[XML-SIG] Re: Issues with Unicode type
Sjoerd Mullender
sjoerd@acm.org
Tue, 24 Sep 2002 10:19:56 +0200
Nobody seems to have bothered looking at the two characters produced
by u'\u10800'. I'd say: try it:
+ python
Python 2.3a0 (#78, Sep 20 2002, 11:19:50)
[GCC 2.96 20000731 (Red Hat Linux 7.3 2.96-112)] on linux2
Type "help", "copyright", "credits" or "license" for more information.
>>> c = u"\u10800"
>>> len(c)
2
>>> c
u'\u10800'
>>> c[0]
u'\u1080'
>>> c[1]
u'0'
>>>
In other words, the \u escape takes the next 4 hex digits and uses
those to create a unicode character, and what's left over is just
appended.
If you use the \U escape you need to provide 8 hex digits:
>>> c = u'\U00010800'
>>> len(c)
2
>>> c[0]
u'\ud802'
>>> c[1]
u'\udc00'
>>>
And here we see the surrogates appear. It's still 2 characters long.
On Mon, Sep 23 2002 Daniel Veillard wrote:
> On Mon, Sep 23, 2002 at 03:58:11PM -0600, Uche Ogbuji wrote:
> > > > Can you confirm that this is what RedHat does by default as mentioned
> > > > Uche and do you know the motivations (and eventually downsides) for this
> > > > decision?
> > >
> > > By default Red Hat compiles python with unicode support in UTF-16.
> > > I'm not in charge of this, I assume it's the default compilation option.
> >
> > Not from what we found.

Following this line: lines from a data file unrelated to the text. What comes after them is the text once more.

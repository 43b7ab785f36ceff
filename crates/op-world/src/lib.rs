//! `op-world` — the road network data model and the localization engine
//! that places agents on it.
//!
//! # What lives here
//!
//! | Module           | Contents                                             |
//! |------------------|-------------------------------------------------------|
//! | [`network`]      | `RoadNetwork`, `Road`, `Section`, `Lane` arenas        |
//! | [`geometry`]     | `LaneGeometryElement`, point-in-element tests          |
//! | [`object`]       | `WorldObject`, `VehicleParameters`, `RoadPosition`     |
//! | [`localization`] | `locate`, `PointAggregator`, `StreamKind`               |
//! | [`coverage`]     | Lateral remainder/coverage computation                |
//! | [`error`]        | `WorldError`, `LocalizationError`                      |
//!
//! # Feature flags
//!
//! | Flag    | Effect                                              |
//! |---------|------------------------------------------------------|
//! | `serde` | Adds `Serialize`/`Deserialize` to all public types. |

pub mod coverage;
pub mod error;
pub mod geometry;
pub mod localization;
pub mod network;
pub mod object;

pub use error::{LocalizationError, WorldError, WorldResult};
pub use geometry::{bounding_box, LaneGeometryElement};
pub use localization::{
    is_crossing_lanes, locate, searchable_points, LocateResult, LocatedPoint, PointAggregator,
    PointType, SearchablePoint, StreamKind,
};
pub use network::{Lane, Road, RoadNetwork, RoadNetworkBuilder, Section};
pub use object::{RoadPosition, VehicleParameters, WorldObject};
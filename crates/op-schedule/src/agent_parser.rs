//! Turns an agent's component graph into the task items that drive it every
//! tick: one trigger per component, plus one update per channel endpoint
//! that the component's output touches.

use op_component::{Channel, ComponentMap};
use op_core::AgentId;

use crate::task::TaskItem;

/// The task items an agent contributes to the scheduler, split the way
/// `SchedulerTasks` wants them: components flagged `init` are non-recurring,
/// everything else is recurring.
#[derive(Clone, Debug, Default)]
pub struct ParsedAgentTasks {
    pub recurring: Vec<TaskItem>,
    pub non_recurring: Vec<TaskItem>,
}

/// Walk `components` and `channels` for one agent and build its task items.
///
/// For every component: a trigger item at `(priority, cycle_time, offset)`,
/// and an update item at `(priority, cycle_time, response_time)` standing in
/// for the producer pulling its own output. Then, for every channel whose
/// producer is that component, one more update item per `(target_component,
/// target_port)` — the fan-out that delivers the signal to its consumers.
/// The item itself doesn't carry which port it targets; the executing side
/// re-derives that from the channel graph when the task comes due, and a
/// repeated delivery attempt within the same tick is harmless because
/// publishing a channel is idempotent.
pub fn parse_agent(agent_id: AgentId, components: &ComponentMap, channels: &[Channel]) -> ParsedAgentTasks {
    let mut parsed = ParsedAgentTasks::default();

    for component_id in components.ids() {
        let Some(component) = components.get(component_id) else {
            continue;
        };
        let meta = component.meta();

        // `response_time` shifts the Update task relative to the tick the
        // Trigger fired on, not within it: an Update for a Trigger at
        // `offset + n*cycle` runs at `offset + response_time + n*cycle`.
        let update_delay = meta.offset_ms + meta.response_time_ms;
        let trigger = TaskItem::trigger(agent_id, meta.priority, meta.cycle_time_ms, meta.offset_ms);
        let acquire_output = TaskItem::update(agent_id, meta.priority, meta.cycle_time_ms, update_delay);

        let destination = if meta.init {
            &mut parsed.non_recurring
        } else {
            &mut parsed.recurring
        };
        destination.push(trigger);
        destination.push(acquire_output);

        for channel in channels.iter().filter(|c| c.producer == component_id) {
            for _ in &channel.targets {
                let delivery = TaskItem::update(agent_id, meta.priority, meta.cycle_time_ms, update_delay);
                destination.push(delivery);
            }
        }
    }

    parsed
}

#[cfg(test)]
mod tests {
    use super::*;
    use op_component::{Component, ComponentKind, ComponentMeta};
    use op_core::{ComponentId, Tick};

    struct Noop {
        meta: ComponentMeta,
    }

    impl Component for Noop {
        fn meta(&self) -> &ComponentMeta {
            &self.meta
        }
        fn update_input(
            &mut self,
            _port_id: u8,
            _signal: &op_component::Signal,
            _t: Tick,
        ) -> op_component::ComponentResult<()> {
            Ok(())
        }
        fn update_output(&mut self, _port_id: u8, _t: Tick) -> op_component::ComponentResult<op_component::Signal> {
            Ok(op_component::Signal::Scalar(0.0))
        }
        fn trigger(&mut self, _t: Tick) -> op_component::ComponentResult<()> {
            Ok(())
        }
        fn as_any(&self) -> &dyn std::any::Any {
            self
        }
        fn as_any_mut(&mut self) -> &mut dyn std::any::Any {
            self
        }
    }

    #[test]
    fn init_component_goes_to_non_recurring() {
        let mut components = ComponentMap::new();
        let id = ComponentId(0);
        components.insert(Box::new(Noop {
            meta: ComponentMeta {
                id,
                kind: ComponentKind::Init,
                priority: 0,
                cycle_time_ms: 0,
                offset_ms: 0,
                response_time_ms: 0,
                init: true,
            },
        }));

        let parsed = parse_agent(AgentId(0), &components, &[]);
        assert!(parsed.recurring.is_empty());
        assert_eq!(parsed.non_recurring.len(), 2);
    }

    #[test]
    fn channel_targets_each_emit_an_update_item() {
        let mut components = ComponentMap::new();
        let producer = ComponentId(0);
        let consumer = ComponentId(1);
        components.insert(Box::new(Noop {
            meta: ComponentMeta {
                id: producer,
                kind: ComponentKind::Algorithm,
                priority: 0,
                cycle_time_ms: 100,
                offset_ms: 0,
                response_time_ms: 10,
                init: false,
            },
        }));

        let mut channel = Channel::new(producer, 0);
        channel.add_target(consumer, 0);
        channel.add_target(consumer, 1);

        let parsed = parse_agent(AgentId(0), &components, std::slice::from_ref(&channel));
        // trigger + acquire + one update per target (2) = 4
        assert_eq!(parsed.recurring.len(), 4);
    }
}
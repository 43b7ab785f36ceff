//! Error kinds surfaced by the simulation orchestrator.

use thiserror::Error;

#[derive(Debug, Error)]
pub enum SimError {
    /// An input configuration is missing, malformed, or internally
    /// inconsistent — detected only at startup, before the tick loop runs.
    #[error("simulation configuration error: {0}")]
    ConfigurationError(String),

    #[error("unknown agent id {0}")]
    UnknownAgent(op_core::AgentId),

    #[error(transparent)]
    World(#[from] op_world::WorldError),

    #[error(transparent)]
    Component(#[from] op_component::ComponentError),
}

pub type SimResult<T> = Result<T, SimError>;
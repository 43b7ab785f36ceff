//! `op-component` — the per-agent component graph: typed signals, the
//! channels that route them, the `Component` trait implementors plug into,
//! and the cross-module event network.
//!
//! # What lives here
//!
//! | Module       | Contents                                             |
//! |--------------|---------------------------------------------------------|
//! | [`signal`]   | `Signal`, its payload types                             |
//! | [`channel`]  | `Channel`, a single producer-port fan-out                |
//! | [`component`]| `Component` trait, `ComponentMeta`, `ComponentMap`       |
//! | [`event`]    | `EventNetwork`, `EventCategory`, `Respawner`              |
//! | [`error`]    | `ComponentError`, `ComponentResult`                      |

pub mod channel;
pub mod component;
pub mod error;
pub mod event;
pub mod signal;

pub use channel::Channel;
pub use component::{Component, ComponentKind, ComponentMap, ComponentMeta};
pub use error::{ComponentError, ComponentResult};
pub use event::{Event, EventCategory, EventKind, EventNetwork, Respawner, RunResultSink};
pub use signal::{CarInfo, DriverSensorBundle, KinematicState, Signal, TrajectoryPoint};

Jeremy was the one who encountered this, not me, but
> > I'm pretty sure he said he found that starting with RH 7.3, Red Hat started
> > building Python 2.x with UTF-32 and whchar_t support.
>
> Hum, here on 2 recent versions :-)
>
> paphio:~ -> python2.2
> Python 2.2 (#1, Apr 12 2002, 15:29:57)
> [GCC 2.96 20000731 (Red Hat Linux 7.2 2.96-109)] on linux2
> Type "help", "copyright", "credits" or "license" for more information.
> >>> c = u"\u10800"
> >>> len(c)
> 2
> >>>
>
> gnome:~ -> python
> Python 2.2.1 (#1, Aug 30 2002, 12:15:30)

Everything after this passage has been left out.